As a consumer sites like Groupon and Sweet Jack are awesome. About once a month I find a great deal. But as a business owner those sort of sites terrify me. I’ve read far too many stories about businesses putting out a deal then losing their business because the deal actually costed them a lot of money. They didn’t do the math to figure out what each deal would cost them, what the deal site takes, and if/what they have to pay in taxes. Or they didn’t limit the deal and sold far too many. But it seems like every business I know that has put out a deal, for the most part they don’t gain back what they expect, people buying more than just the deal to offset the cost of the deal.
But I had an interesting conversation with a business friend that put a nice spin on the deal site. The business he works for is a local specialty shop. You can get the same type of products at a lot of stores but not the same quality. So getting people to come into the shop has always been a struggle.
They put up a deal on a deal site.
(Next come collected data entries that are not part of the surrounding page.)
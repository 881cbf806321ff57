use serde::{Deserialize, Serialize};
use serde_json::{Map, Value};

use crate::lookup::LookupOption;

/// Kind of value a custom field accepts, as seen by the mapping UI.
#[derive(Debug, Clone, Copy, PartialEq, Eq, Serialize, Deserialize)]
#[serde(rename_all = "camelCase")]
pub enum FieldKind {
    String,
    Number,
    DateTime,
    Options,
    #[serde(other)]
    Other,
}

impl FieldKind {
    /// Map a Businessmap field type. `None` means the type cannot be set
    /// through this integration at all.
    pub fn from_businessmap(kind: &str) -> Option<Self> {
        match kind {
            "contributor" | "file" | "vote" | "card_picker" | "calculated_number"
            | "calculated_date" => None,
            "single_line_text" | "multi_line_text" | "link" => Some(FieldKind::String),
            "number" => Some(FieldKind::Number),
            "date" => Some(FieldKind::DateTime),
            "dropdown" => Some(FieldKind::Options),
            _ => Some(FieldKind::String),
        }
    }
}

#[derive(Debug, Clone, PartialEq, Serialize, Deserialize)]
#[serde(rename_all = "camelCase")]
pub struct CustomFieldSchema {
    pub id: String,
    #[serde(rename = "type")]
    pub kind: FieldKind,
    #[serde(default, skip_serializing_if = "Option::is_none")]
    pub display_name: Option<String>,
    #[serde(default, skip_serializing_if = "Option::is_none")]
    pub options: Option<Vec<LookupOption>>,
}

/// Values the user filled in per field id, together with the schema they
/// were entered against.
#[derive(Debug, Clone, Default, Deserialize)]
pub struct CustomFieldMapping {
    #[serde(default)]
    pub value: Map<String, Value>,
    #[serde(default)]
    pub schema: Vec<CustomFieldSchema>,
}

impl CustomFieldMapping {
    pub fn schema_for(&self, field_id: &str) -> Option<&CustomFieldSchema> {
        self.schema.iter().find(|f| f.id == field_id)
    }
}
They were smart, they did the math and figured out that they needed to limit the deal to 300. When the deal was done and over with they actually lost about $2000. About 95% of the deals were turned in. That’s 285 deals used.
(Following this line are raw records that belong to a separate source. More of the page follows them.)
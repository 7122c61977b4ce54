//! Audio graph abstraction for the spatial audio engine
//!
//! The engine never talks to an audio API directly. Hosts implement
//! [`AudioGraph`] over whatever backend they run (a browser audio context,
//! a native mixer, ...). [`MemoryGraph`] is an in-memory implementation
//! that records every node and connection, used by tests and headless hosts.

use spatial_core::{Error, ListenerOrientation, NodeId, Position};
use std::future::Future;
use std::pin::Pin;
use std::time::Duration;
use thiserror::Error;

mod memory;

pub use memory::{MemoryGraph, NodeKind, NodeState};

/// Errors raised by an audio graph backend.
#[derive(Error, Debug, Clone, PartialEq)]
pub enum GraphError {
    #[error("Unknown node: {0}")]
    UnknownNode(NodeId),

    #[error("Audio graph is closed")]
    Closed,

    #[error("Failed to resume output device: {0}")]
    ResumeFailed(String),

    #[error("Unsupported node operation: {0}")]
    UnsupportedNode(String),
}

impl From<GraphError> for Error {
    fn from(error: GraphError) -> Self {
        Error::Graph(error.to_string())
    }
}

/// State of the output device behind the graph.
#[derive(Debug, Clone, Copy, PartialEq, Eq)]
pub enum DeviceState {
    Running,
    Suspended,
    Closed,
}

impl std::fmt::Display for DeviceState {
    fn fmt(&self, f: &mut std::fmt::Formatter<'_>) -> std::fmt::Result {
        match self {
            DeviceState::Running => write!(f, "running"),
            DeviceState::Suspended => write!(f, "suspended"),
            DeviceState::Closed => write!(f, "closed"),
        }
    }
}

/// Panning model of a 3D panner node.
#[derive(Debug, Clone, Copy, PartialEq, Eq, Hash)]
pub enum PanningModel {
    EqualPower,
    Hrtf,
}

/// Distance attenuation model of a 3D panner node.
#[derive(Debug, Clone, Copy, PartialEq, Eq, Hash)]
pub enum DistanceModel {
    /// No attenuation; azimuth is the only cue
    None,
    Linear,
    Inverse,
    Exponential,
}

/// Static configuration of a 3D panner node.
#[derive(Debug, Clone, Copy, PartialEq)]
pub struct PannerConfig {
    pub panning_model: PanningModel,
    pub distance_model: DistanceModel,
    pub ref_distance: f32,
    pub max_distance: f32,
    pub rolloff_factor: f32,
    pub cone_inner_angle: f32,
    pub cone_outer_angle: f32,
    pub cone_outer_gain: f32,
    pub orientation: (f32, f32, f32),
}

impl PannerConfig {
    /// Panner with distance attenuation disabled and an omnidirectional cone.
    pub fn flat_rolloff(panning_model: PanningModel) -> Self {
        Self {
            panning_model,
            distance_model: DistanceModel::None,
            ref_distance: 0.7,
            max_distance: 10_000.0,
            rolloff_factor: 0.0,
            cone_inner_angle: 360.0,
            cone_outer_angle: 360.0,
            cone_outer_gain: 1.0,
            orientation: (0.0, 0.0, -1.0),
        }
    }
}

/// Future returned by [`AudioGraph::resume`]. It owns everything it needs so
/// callers can hand it to an executor and forget about it.
pub type ResumeFuture = Pin<Box<dyn Future<Output = Result<(), GraphError>> + Send + 'static>>;

/// Host audio graph the engine builds per-participant node chains in.
///
/// All operations are synchronous and O(1) per node except [`resume`],
/// which hands back a future.
///
/// [`resume`]: AudioGraph::resume
pub trait AudioGraph: Send {
    fn state(&self) -> DeviceState;

    /// Final output node of the graph
    fn destination(&self) -> NodeId;

    fn create_gain_node(&mut self) -> Result<NodeId, GraphError>;

    fn create_stereo_panner_node(&mut self) -> Result<NodeId, GraphError>;

    fn create_panner_node(&mut self, config: &PannerConfig) -> Result<NodeId, GraphError>;

    fn set_gain(&mut self, node: NodeId, value: f32) -> Result<(), GraphError>;

    /// Linearly ramp a gain from its current value to `target`.
    fn ramp_gain(&mut self, node: NodeId, target: f32, duration: Duration)
        -> Result<(), GraphError>;

    fn set_pan(&mut self, node: NodeId, pan: f32) -> Result<(), GraphError>;

    fn set_panner_position(&mut self, node: NodeId, position: Position)
        -> Result<(), GraphError>;

    fn set_listener(
        &mut self,
        position: Position,
        orientation: ListenerOrientation,
    ) -> Result<(), GraphError>;

    fn connect(&mut self, from: NodeId, to: NodeId) -> Result<(), GraphError>;

    /// Remove every outgoing connection of `node`.
    fn disconnect(&mut self, node: NodeId) -> Result<(), GraphError>;

    /// Drop a node together with every connection touching it.
    fn release(&mut self, node: NodeId) -> Result<(), GraphError>;

    /// Begin resuming a suspended output device.
    fn resume(&mut self) -> ResumeFuture;

    fn close(&mut self) -> Result<(), GraphError>;
}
When each deal was turned in if they didn’t recognize the customer, they asked them if that had shopped here before. Around 196 out of the 285 were new customers that came in from the deal. For $2000, they acquired 196 new customers. In advertising terms, that is cheap. That’s about $10 spent per new customer. But the best part those 196 people who were exposed to their business and their products. Something advertising alone can’t really do. That was the spin.
Grant it not all 196 of those new customers will come back. But if half of them do or even a fourth, that is still a better return than traditional marketing.
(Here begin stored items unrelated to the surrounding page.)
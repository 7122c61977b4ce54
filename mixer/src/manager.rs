use crate::events::{EventBus, ListenerId};
use crate::registry::ParticipantRegistry;
use audio_graph::{AudioGraph, DeviceState};
use log::{debug, error, info, warn};
use spatial::{create_strategy, LayoutKind, LayoutStrategy, PanningStrategy};
use spatial_core::{
    clamp_volume, Error, EventKind, EventPayload, NewParticipant, PanningType,
    ParticipantAdded, ParticipantAudioData, ParticipantMoved, ParticipantRemoved, SettingsUpdate,
    SettingsUpdated, SourceHandle, SpatialAudioSettings, SpatialEvent, StrategyChanged,
};
use std::collections::{HashMap, HashSet};

/// Orchestrates participants, layout and the active panning strategy for
/// one session.
///
/// Every operation is synchronous and meant to be driven from a single
/// control context. Caller mistakes (unknown participant ids) and graph
/// failures are logged, never returned: the worst outcome is a participant
/// without spatial positioning until the next reconciliation.
pub struct SpatialAudioManager<G: AudioGraph> {
    graph: G,
    strategy: Box<dyn PanningStrategy>,
    layout: Box<dyn LayoutStrategy>,
    registry: ParticipantRegistry,
    settings: SpatialAudioSettings,
    events: EventBus,
}
use super::{PanningAlgorithm, ParticipantNodes};
use audio_graph::{AudioGraph, GraphError, PannerConfig, PanningModel};
use log::debug;
use spatial_core::{ListenerOrientation, NodeId, PanningType, Position, SpatialAudioSettings};
use std::time::Duration;

/// Gain changes on 3D chains ramp over this long to avoid clicks.
pub const GAIN_RAMP: Duration = Duration::from_millis(100);

/// 3D panner with distance attenuation disabled, so azimuth is the only cue.
/// The panning model selects equal-power or HRTF processing.
#[derive(Debug, Clone, Copy)]
pub struct Panner3d {
    model: PanningModel,
}

impl Panner3d {
    pub fn equal_power() -> Self {
        Self {
            model: PanningModel::EqualPower,
        }
    }

    pub fn hrtf() -> Self {
        Self {
            model: PanningModel::Hrtf,
        }
    }
}

impl PanningAlgorithm for Panner3d {
    fn kind(&self) -> PanningType {
        match self.model {
            PanningModel::EqualPower => PanningType::EqualPower,
            PanningModel::Hrtf => PanningType::Hrtf,
        }
    }

    fn initialize(&mut self, graph: &mut dyn AudioGraph) -> Result<(), GraphError> {
        graph.set_listener(Position::ORIGIN, ListenerOrientation::default())?;
        debug!("{} listener initialized", self.kind());
        Ok(())
    }

    fn create_panner(&self, graph: &mut dyn AudioGraph) -> Result<Option<NodeId>, GraphError> {
        graph
            .create_panner_node(&PannerConfig::flat_rolloff(self.model))
            .map(Some)
    }

    fn apply_initial_volume(
        &self,
        graph: &mut dyn AudioGraph,
        gain: NodeId,
        volume: f32,
    ) -> Result<(), GraphError> {
        graph.set_gain(gain, 0.0)?;
        graph.ramp_gain(gain, volume, GAIN_RAMP)
    }

    fn apply_volume(
        &self,
        graph: &mut dyn AudioGraph,
        gain: NodeId,
        volume: f32,
    ) -> Result<(), GraphError> {
        graph.ramp_gain(gain, volume, GAIN_RAMP)
    }

    fn apply_position(
        &self,
        graph: &mut dyn AudioGraph,
        nodes: &ParticipantNodes,
        position: Position,
    ) -> Result<(), GraphError> {
        let panner = nodes.panner.ok_or_else(|| {
            GraphError::UnsupportedNode("3D chain without a panner".to_string())
        })?;
        graph.set_panner_position(
            panner,
            Position::new(position.x, position.y, position.z_or_zero()),
        )
    }

    fn apply_listener(
        &self,
        graph: &mut dyn AudioGraph,
        settings: &SpatialAudioSettings,
    ) -> Result<(), GraphError> {
        let position = settings.listener_position;
        graph.set_listener(
            Position::new(position.x, position.y, position.z_or_zero()),
            settings.listener_orientation,
        )
    }
}
//! Spatial placement and panning for the spatial audio engine
//!
//! Layout strategies map a participant count to positions around the
//! listener. Panning strategies own the per-participant node chains in
//! the host [`audio_graph::AudioGraph`] and turn positions into panner
//! parameters.

pub mod layout;
pub mod panning;

pub use layout::{FixedAzimuthLayout, GridLayout, LayoutKind, LayoutStrategy};
pub use panning::{
    create_strategy, ListenerControl, NodeChainStrategy, Panner3d, PanningAlgorithm,
    PanningStrategy, ParticipantNodes, Passthrough, StereoPan,
};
Thinking about it that way makes it worth putting up a deal. Traditional advertising just won’t cut it anymore and it costs a lot of money for little return. That $2000 that business spent was a fourth of their marketing budget for the year. Their return was much higher than any traditional marketing campaign they have ever done. They didn’t look at it as a loss of $2000. They were going to spend the money on advertising anyway, why not make the most of it.
I suppose they were lucky that so many non customers bought the deal. But even if they only got 150 new customers or even 100, those numbers still aren’t that bad. Then again it is advertising which is always a gamble.
I’d love to hear from other business owners about your thoughts on all these deal sites like Groupon or Sweet Jack. Have you as a business owner put up a deal? If so, how did you fair?